TN-368 [Trichoplusia ni] cells were infected simultaneously with the closely related A. californica (AcMNPV) and R. ou (RoMNPV) nuclear polyhedrosis viruses. Progeny viral isolates were plaque purified and their DNA were analyzed with restriction endonucleases. Of 100 randomly cloned plaques, 7 were AcMNPV and RoMNPV recombinants, 5 were RoMNPV and 88 were AcMNPV. The recombinants contained DNA sequences derived from both parental genomes. By comparing the restriction cleavage patterns of parental and recombinant DNA, the crossover sites were mapped. A single double crossover was detected in each of the 7 recombinant genomes. Of the 7 recombinants 6 revealed a crossover site mapping between 78 and 89% of the genome. The structural polypeptides of the 7 recombinants and 2 parental viruses were analyzed by polyacrylamide gel electrophoresis and their polyhedrins were identified by tryptic peptide mapping.

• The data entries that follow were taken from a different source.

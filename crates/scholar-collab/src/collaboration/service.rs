use std::sync::Arc;
use std::time::Duration;

use axum::http::StatusCode;
use axum::response::{IntoResponse, Response};
use axum::Json;
use chrono::{DateTime, Utc};
use serde_json::json;
use tracing::{error, info, warn};

use super::diff;
use super::domain::{
    status, ApplicationId, BaseChanges, CollaborationDetails, CollaborationDraft,
    CollaborationId, CollaborationPatch, CollaborationType, CollaborationView, NewCollaboration,
    UserId,
};
use super::notify::{NotificationError, NotificationGateway};
use super::repository::{CollaborationStore, RepositoryError};
use super::sanitize::sanitize_notes;
use crate::config::NotificationConfig;

/// Knobs the workflow needs beyond its collaborators.
#[derive(Debug, Clone)]
pub struct WorkflowSettings {
    /// Base URL invite links are built from, e.g. `https://app.example.edu`.
    pub app_base_url: String,
    /// Upper bound on a single Notification Gateway call.
    pub gateway_timeout: Duration,
}

impl WorkflowSettings {
    pub fn from_config(config: &NotificationConfig) -> Self {
        Self {
            app_base_url: config.app_base_url.clone(),
            gateway_timeout: config.timeout,
        }
    }
}

impl Default for WorkflowSettings {
    fn default() -> Self {
        Self {
            app_base_url: "http://localhost:3000".to_string(),
            gateway_timeout: Duration::from_secs(10),
        }
    }
}

/// Public operation surface for collaborations: ownership checks, per-type validation, the
/// base/extension write, and the audit trail.
pub struct CollaborationService<R, N> {
    pub(super) store: Arc<R>,
    pub(super) gateway: Arc<N>,
    pub(super) settings: WorkflowSettings,
}

impl<R, N> CollaborationService<R, N>
where
    R: CollaborationStore + 'static,
    N: NotificationGateway + 'static,
{
    pub fn new(store: Arc<R>, gateway: Arc<N>, settings: WorkflowSettings) -> Self {
        Self {
            store,
            gateway,
            settings,
        }
    }

    pub fn store(&self) -> &Arc<R> {
        &self.store
    }

    /// Create a collaboration and its extension record.
    ///
    /// The base row is written first, then the extension. If the extension insert fails the base
    /// row is deleted again and the original error is returned.
    pub fn create(
        &self,
        owner: UserId,
        input: NewCollaboration,
    ) -> Result<CollaborationView, CollaborationError> {
        self.store
            .collaborator(input.collaborator_id, owner)?
            .ok_or(CollaborationError::NotFound("collaborator"))?;
        self.store
            .application(input.application_id, owner)?
            .ok_or(CollaborationError::NotFound("application"))?;

        if input.collaboration_type.requires_due_date() && input.next_action_due_date.is_none() {
            return Err(ValidationError::MissingDueDate.into());
        }

        let details = match input.details {
            Some(details) if details.collaboration_type() != input.collaboration_type => {
                return Err(ValidationError::DetailsTypeMismatch {
                    expected: input.collaboration_type,
                    actual: details.collaboration_type(),
                }
                .into());
            }
            Some(details) => details,
            None => CollaborationDetails::empty(input.collaboration_type),
        };

        let now = Utc::now();
        let base = self.store.insert_collaboration(CollaborationDraft {
            user_id: owner,
            collaborator_id: input.collaborator_id,
            application_id: input.application_id,
            collaboration_type: input.collaboration_type,
            status: status::PENDING.to_string(),
            awaiting_action_from: input.awaiting_action_from,
            awaiting_action_type: input.awaiting_action_type,
            next_action_description: input.next_action_description,
            next_action_due_date: input.next_action_due_date,
            notes: sanitize_notes(input.notes.as_deref()),
            created_at: now,
        })?;

        if let Err(err) = self.store.insert_details(base.id, &details) {
            if let Err(cleanup) = self.store.delete_collaboration(base.id) {
                error!(
                    collaboration_id = %base.id,
                    error = %cleanup,
                    "failed to remove base row after extension insert failed"
                );
            }
            return Err(err.into());
        }

        self.append_history(
            base.id,
            "created",
            Some(format!(
                "Created {} collaboration",
                input.collaboration_type.display_name()
            )),
            now,
        );

        info!(
            collaboration_id = %base.id,
            kind = %input.collaboration_type,
            "collaboration created"
        );
        self.get(base.id, owner)
    }

    /// Apply a partial update and record a single history row describing what changed.
    pub fn update(
        &self,
        id: CollaborationId,
        owner: UserId,
        patch: CollaborationPatch,
    ) -> Result<CollaborationView, CollaborationError> {
        let existing = self.get(id, owner)?;
        let mut next = existing.clone();

        let changes = base_changes(&patch);
        changes.apply_to(&mut next.collaboration);
        if let Some(details_patch) = &patch.details {
            if !details_patch.apply_to(&mut next.details) {
                return Err(ValidationError::DetailsTypeMismatch {
                    expected: existing.collaboration.collaboration_type,
                    actual: details_patch.collaboration_type(),
                }
                .into());
            }
        }

        if next.collaboration.collaboration_type.requires_due_date()
            && next.collaboration.next_action_due_date.is_none()
        {
            return Err(ValidationError::MissingDueDate.into());
        }

        // Extension first: if the base write then fails, the previous extension is put back and
        // nothing from this call stays committed.
        let now = Utc::now();
        if patch.details.is_some() {
            self.store.update_details(id, &next.details)?;
        }
        if !changes.is_empty() {
            if let Err(err) = self.store.update_collaboration(id, &changes, now) {
                if patch.details.is_some() {
                    if let Err(restore_err) = self.store.update_details(id, &existing.details) {
                        error!(
                            collaboration_id = %id,
                            error = %restore_err,
                            "failed to restore extension row after base update failure"
                        );
                    }
                }
                return Err(err.into());
            }
        }

        let updated = self.get(id, owner)?;
        let field_changes = diff::changed_fields(&patch, &existing, &updated);
        if !field_changes.is_empty() {
            let action = if updated.collaboration.status != existing.collaboration.status {
                updated.collaboration.status.clone()
            } else {
                "updated".to_string()
            };
            self.append_history(id, &action, Some(diff::summarize(&field_changes)), now);
        }

        Ok(updated)
    }

    pub fn delete(&self, id: CollaborationId, owner: UserId) -> Result<(), CollaborationError> {
        self.get(id, owner)?;
        self.store.delete_collaboration(id)?;
        info!(collaboration_id = %id, "collaboration deleted");
        Ok(())
    }

    /// Ownership-checked read. Every other operation goes through here first.
    pub fn get(
        &self,
        id: CollaborationId,
        owner: UserId,
    ) -> Result<CollaborationView, CollaborationError> {
        self.store
            .fetch_owned(id, owner)?
            .ok_or(CollaborationError::NotFound("collaboration"))
    }

    pub fn list_for_application(
        &self,
        application_id: ApplicationId,
        owner: UserId,
    ) -> Result<Vec<CollaborationView>, CollaborationError> {
        self.store
            .application(application_id, owner)?
            .ok_or(CollaborationError::NotFound("application"))?;
        Ok(self.store.list_for_application(application_id, owner)?)
    }

    pub(super) fn invite_link(&self, token: &str) -> String {
        format!(
            "{}/collaborate/{token}",
            self.settings.app_base_url.trim_end_matches('/')
        )
    }
}

fn base_changes(patch: &CollaborationPatch) -> BaseChanges {
    BaseChanges {
        status: patch.status.as_deref().map(|value| value.trim().to_string()),
        awaiting_action_from: patch.awaiting_action_from.clone(),
        awaiting_action_type: patch.awaiting_action_type.clone(),
        next_action_description: patch.next_action_description.clone(),
        next_action_due_date: patch.next_action_due_date,
        notes: patch
            .notes
            .as_ref()
            .map(|value| sanitize_notes(value.as_deref())),
    }
}

/// Error raised by the collaboration workflow.
///
/// `NotFound` covers both missing rows and rows owned by someone else so callers cannot probe
/// for other students' data.
#[derive(Debug, thiserror::Error)]
pub enum CollaborationError {
    #[error("{0} not found")]
    NotFound(&'static str),
    #[error(transparent)]
    Validation(#[from] ValidationError),
    #[error(transparent)]
    UpstreamFailure(#[from] NotificationError),
    #[error("internal error: {0}")]
    Internal(RepositoryError),
}

impl CollaborationError {
    pub fn status_code(&self) -> StatusCode {
        match self {
            CollaborationError::NotFound(_) => StatusCode::NOT_FOUND,
            CollaborationError::Validation(_) => StatusCode::UNPROCESSABLE_ENTITY,
            CollaborationError::UpstreamFailure(NotificationError::Unconfigured) => {
                StatusCode::SERVICE_UNAVAILABLE
            }
            CollaborationError::UpstreamFailure(_) => StatusCode::BAD_GATEWAY,
            CollaborationError::Internal(_) => StatusCode::INTERNAL_SERVER_ERROR,
        }
    }
}

impl From<RepositoryError> for CollaborationError {
    fn from(value: RepositoryError) -> Self {
        match value {
            RepositoryError::NotFound => Self::NotFound("record"),
            other => Self::Internal(other),
        }
    }
}

impl IntoResponse for CollaborationError {
    fn into_response(self) -> Response {
        let status = self.status_code();
        if status.is_server_error() {
            warn!(error = %self, "collaboration request failed");
        }
        let body = Json(json!({ "error": self.to_string() }));
        (status, body).into_response()
    }
}

#[derive(Debug, Clone, PartialEq, Eq, thiserror::Error)]
pub enum ValidationError {
    #[error("recommendation collaborations require a next action due date")]
    MissingDueDate,
    #[error("details are for a {actual} collaboration but this is a {expected} collaboration")]
    DetailsTypeMismatch {
        expected: CollaborationType,
        actual: CollaborationType,
    },
    #[error("the latest invite expired at {0}; send a new invitation instead")]
    InviteExpired(DateTime<Utc>),
    #[error("history action must not be empty")]
    EmptyAction,
}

An analysis of the segregation of 3 enveloped nucleocapsid proteins and of the polyhedrins among the recombinants located the DNA sequences coding for AcMNPV structural polypeptides with MW of 37,000 (a capsid polypeptide), 56,000 and 90,000 and the RoMNPV structural polypeptides with MW of 36,000 (a capsid polypeptide), 56,000 and 91,000. The AcMNPV and RoMNPV polypeptides of MW 37,000 and 36,000, respectively, mapped within 78-89% or 1-29%, the polypeptides of MW 55,000 and 56,000 mapped within 78-29% and the polypeptides of MW 90,000 and 91,000 mapped within 19-56% of the genome. The region of the parental DNA that codes for polyhedrin was located within 70-89% of the genome.